**What the task asks:** Among the entries that follow, tally the lines with the string "they". Give no more than the number.

━━━ Provided records

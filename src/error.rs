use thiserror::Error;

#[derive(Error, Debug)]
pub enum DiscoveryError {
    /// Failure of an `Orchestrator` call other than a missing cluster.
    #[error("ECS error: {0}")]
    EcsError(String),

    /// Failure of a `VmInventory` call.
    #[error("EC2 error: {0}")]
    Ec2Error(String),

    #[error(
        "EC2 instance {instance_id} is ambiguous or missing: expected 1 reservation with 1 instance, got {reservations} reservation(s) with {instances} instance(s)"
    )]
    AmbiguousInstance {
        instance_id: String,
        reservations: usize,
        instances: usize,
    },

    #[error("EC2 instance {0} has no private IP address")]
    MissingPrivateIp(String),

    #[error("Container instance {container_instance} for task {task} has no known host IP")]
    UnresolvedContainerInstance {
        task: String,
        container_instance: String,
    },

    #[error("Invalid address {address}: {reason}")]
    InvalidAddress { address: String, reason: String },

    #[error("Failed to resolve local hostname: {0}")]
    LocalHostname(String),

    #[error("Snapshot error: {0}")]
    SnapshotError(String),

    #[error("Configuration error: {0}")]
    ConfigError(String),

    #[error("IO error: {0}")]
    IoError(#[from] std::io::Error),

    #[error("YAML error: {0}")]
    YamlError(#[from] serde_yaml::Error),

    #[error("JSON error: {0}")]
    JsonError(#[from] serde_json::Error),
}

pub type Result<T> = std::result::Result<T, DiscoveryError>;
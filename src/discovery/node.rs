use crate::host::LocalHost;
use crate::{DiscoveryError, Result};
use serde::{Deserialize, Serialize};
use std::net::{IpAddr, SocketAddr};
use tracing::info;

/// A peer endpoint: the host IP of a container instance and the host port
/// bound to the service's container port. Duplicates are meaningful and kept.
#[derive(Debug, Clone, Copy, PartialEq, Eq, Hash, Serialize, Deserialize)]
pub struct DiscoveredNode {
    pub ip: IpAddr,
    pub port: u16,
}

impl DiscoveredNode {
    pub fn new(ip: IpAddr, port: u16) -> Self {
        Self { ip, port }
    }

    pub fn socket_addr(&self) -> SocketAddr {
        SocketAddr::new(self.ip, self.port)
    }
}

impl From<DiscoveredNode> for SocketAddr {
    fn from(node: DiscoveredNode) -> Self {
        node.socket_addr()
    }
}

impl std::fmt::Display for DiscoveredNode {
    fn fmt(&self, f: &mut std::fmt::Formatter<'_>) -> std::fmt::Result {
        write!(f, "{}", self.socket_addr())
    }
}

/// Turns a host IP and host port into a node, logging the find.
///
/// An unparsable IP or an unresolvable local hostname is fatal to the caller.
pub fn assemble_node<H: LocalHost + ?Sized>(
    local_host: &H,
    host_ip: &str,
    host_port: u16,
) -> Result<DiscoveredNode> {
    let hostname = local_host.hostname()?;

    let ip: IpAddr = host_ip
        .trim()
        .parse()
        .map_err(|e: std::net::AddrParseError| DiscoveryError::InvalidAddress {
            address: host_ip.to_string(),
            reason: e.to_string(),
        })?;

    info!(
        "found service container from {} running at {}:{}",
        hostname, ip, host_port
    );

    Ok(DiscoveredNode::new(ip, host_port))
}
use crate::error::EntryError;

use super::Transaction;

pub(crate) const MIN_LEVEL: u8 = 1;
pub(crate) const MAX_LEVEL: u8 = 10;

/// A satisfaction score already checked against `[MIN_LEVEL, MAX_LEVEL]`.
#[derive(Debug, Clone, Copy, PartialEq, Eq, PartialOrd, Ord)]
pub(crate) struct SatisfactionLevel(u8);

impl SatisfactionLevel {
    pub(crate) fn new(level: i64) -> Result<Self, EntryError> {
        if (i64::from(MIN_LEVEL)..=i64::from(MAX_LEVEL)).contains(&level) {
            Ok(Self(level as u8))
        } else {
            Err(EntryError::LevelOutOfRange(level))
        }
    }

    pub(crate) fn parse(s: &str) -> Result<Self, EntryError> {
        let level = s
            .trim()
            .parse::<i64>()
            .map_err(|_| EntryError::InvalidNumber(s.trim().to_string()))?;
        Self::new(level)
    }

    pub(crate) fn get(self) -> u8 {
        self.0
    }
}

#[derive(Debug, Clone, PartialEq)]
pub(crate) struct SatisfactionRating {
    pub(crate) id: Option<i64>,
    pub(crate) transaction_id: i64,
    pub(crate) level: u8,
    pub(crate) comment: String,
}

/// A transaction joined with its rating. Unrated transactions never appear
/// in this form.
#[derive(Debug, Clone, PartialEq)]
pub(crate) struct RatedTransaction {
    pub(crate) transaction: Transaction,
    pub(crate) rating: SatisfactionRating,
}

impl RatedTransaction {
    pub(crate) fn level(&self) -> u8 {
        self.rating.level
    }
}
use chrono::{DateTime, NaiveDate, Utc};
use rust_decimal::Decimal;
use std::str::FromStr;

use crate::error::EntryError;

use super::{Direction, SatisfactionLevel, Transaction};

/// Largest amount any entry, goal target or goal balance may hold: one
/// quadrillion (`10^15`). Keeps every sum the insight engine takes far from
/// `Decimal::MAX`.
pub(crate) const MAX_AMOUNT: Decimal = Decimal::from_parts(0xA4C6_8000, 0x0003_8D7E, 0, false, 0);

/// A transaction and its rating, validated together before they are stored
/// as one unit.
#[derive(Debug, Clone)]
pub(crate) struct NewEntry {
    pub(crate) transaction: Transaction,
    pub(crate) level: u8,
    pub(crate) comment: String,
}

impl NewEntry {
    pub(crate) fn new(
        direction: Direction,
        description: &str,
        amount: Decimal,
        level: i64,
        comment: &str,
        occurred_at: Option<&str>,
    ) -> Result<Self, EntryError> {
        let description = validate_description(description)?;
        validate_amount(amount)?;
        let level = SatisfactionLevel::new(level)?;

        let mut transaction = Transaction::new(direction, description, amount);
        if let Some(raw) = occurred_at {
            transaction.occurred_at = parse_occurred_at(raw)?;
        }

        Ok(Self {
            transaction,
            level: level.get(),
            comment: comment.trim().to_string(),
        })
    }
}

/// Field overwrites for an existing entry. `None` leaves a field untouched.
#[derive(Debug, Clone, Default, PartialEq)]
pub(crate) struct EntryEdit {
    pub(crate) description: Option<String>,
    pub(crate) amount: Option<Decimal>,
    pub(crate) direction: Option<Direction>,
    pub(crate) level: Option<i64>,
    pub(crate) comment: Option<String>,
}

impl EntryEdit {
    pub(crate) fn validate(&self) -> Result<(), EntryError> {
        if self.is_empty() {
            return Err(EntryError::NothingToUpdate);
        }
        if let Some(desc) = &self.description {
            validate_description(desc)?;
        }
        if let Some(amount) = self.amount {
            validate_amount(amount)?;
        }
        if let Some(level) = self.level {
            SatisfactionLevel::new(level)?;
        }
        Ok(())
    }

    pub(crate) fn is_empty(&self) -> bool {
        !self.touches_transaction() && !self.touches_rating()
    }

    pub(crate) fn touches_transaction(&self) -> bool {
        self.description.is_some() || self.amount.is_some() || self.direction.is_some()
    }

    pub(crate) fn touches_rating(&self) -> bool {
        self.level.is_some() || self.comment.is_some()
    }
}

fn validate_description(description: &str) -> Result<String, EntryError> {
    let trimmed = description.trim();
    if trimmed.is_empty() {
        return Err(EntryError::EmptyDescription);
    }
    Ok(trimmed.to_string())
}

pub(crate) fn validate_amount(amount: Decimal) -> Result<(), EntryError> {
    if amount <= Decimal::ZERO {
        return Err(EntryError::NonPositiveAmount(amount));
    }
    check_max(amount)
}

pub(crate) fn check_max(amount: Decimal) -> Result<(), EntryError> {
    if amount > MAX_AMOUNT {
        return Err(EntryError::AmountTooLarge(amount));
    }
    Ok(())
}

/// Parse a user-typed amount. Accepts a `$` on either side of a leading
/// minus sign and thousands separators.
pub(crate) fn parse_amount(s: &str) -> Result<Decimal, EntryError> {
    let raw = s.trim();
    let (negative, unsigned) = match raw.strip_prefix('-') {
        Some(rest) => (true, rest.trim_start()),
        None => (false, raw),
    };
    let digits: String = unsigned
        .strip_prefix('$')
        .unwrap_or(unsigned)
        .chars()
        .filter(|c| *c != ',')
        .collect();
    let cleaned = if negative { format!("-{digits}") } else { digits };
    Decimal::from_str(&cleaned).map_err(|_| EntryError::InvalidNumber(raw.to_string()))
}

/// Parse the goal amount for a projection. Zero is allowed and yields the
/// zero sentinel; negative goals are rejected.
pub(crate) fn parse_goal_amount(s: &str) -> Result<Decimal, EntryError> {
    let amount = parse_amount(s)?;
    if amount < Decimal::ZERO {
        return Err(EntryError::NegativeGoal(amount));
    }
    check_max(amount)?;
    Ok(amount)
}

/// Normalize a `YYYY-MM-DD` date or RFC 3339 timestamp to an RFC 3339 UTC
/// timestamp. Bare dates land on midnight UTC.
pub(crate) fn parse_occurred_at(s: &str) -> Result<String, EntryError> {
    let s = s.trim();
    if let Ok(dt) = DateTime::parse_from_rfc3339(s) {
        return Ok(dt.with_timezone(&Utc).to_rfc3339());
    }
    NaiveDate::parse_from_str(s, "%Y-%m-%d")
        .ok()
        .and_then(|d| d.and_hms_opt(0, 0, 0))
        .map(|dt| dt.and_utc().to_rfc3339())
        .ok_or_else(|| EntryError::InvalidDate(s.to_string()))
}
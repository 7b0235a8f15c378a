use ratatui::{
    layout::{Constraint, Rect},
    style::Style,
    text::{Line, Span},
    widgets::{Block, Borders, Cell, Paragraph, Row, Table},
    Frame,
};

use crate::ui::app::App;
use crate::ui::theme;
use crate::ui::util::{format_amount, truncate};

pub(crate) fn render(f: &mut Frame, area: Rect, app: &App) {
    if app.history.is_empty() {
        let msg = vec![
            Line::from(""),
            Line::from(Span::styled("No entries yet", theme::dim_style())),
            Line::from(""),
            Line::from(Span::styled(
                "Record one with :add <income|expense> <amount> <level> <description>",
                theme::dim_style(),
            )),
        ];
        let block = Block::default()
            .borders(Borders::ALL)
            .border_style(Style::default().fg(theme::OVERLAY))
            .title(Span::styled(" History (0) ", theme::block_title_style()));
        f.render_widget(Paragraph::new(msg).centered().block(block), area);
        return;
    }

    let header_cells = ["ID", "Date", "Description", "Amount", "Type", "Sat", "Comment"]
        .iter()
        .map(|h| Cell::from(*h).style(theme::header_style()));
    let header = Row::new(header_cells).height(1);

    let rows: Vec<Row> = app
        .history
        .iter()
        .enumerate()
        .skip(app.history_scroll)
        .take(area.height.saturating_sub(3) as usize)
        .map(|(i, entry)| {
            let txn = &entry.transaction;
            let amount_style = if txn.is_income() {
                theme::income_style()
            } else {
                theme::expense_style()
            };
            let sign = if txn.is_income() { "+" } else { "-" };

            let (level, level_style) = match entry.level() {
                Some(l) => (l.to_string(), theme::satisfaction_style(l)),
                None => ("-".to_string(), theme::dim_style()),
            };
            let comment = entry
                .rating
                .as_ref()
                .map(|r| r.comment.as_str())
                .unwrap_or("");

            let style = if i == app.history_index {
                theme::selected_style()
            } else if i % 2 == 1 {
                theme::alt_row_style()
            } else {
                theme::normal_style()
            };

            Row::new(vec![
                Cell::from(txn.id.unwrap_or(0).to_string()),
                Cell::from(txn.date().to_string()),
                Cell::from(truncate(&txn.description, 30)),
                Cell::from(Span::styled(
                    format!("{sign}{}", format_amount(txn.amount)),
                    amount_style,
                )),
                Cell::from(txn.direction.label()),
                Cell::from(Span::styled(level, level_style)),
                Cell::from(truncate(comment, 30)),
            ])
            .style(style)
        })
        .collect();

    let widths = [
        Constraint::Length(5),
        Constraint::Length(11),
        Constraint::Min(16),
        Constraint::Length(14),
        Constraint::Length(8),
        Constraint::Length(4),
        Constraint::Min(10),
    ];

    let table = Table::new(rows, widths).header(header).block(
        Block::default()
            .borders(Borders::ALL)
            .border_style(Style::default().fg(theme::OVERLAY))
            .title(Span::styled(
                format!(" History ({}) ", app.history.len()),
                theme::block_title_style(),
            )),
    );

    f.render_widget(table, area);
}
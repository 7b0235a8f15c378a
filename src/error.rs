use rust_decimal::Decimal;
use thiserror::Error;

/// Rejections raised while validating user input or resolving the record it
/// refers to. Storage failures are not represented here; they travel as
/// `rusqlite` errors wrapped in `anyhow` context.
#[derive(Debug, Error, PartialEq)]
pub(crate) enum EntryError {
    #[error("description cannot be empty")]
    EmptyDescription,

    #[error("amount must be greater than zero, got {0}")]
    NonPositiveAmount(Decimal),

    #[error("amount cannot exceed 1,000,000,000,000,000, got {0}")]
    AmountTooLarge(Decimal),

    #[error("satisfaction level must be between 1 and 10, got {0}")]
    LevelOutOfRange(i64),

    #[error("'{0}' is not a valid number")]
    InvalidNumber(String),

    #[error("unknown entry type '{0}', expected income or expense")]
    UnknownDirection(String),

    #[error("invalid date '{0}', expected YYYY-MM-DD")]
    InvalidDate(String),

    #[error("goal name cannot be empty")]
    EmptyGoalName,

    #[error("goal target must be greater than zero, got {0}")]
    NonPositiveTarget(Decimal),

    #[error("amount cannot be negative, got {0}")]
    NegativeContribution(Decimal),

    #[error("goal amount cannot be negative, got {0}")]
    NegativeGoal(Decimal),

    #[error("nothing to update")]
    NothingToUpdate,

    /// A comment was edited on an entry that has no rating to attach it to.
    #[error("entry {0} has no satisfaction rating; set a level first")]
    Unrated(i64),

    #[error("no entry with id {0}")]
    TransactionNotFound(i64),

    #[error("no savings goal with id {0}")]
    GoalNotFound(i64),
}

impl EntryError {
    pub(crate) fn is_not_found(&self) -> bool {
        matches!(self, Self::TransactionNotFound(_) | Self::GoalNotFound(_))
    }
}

━━━━━━

**Response:** 2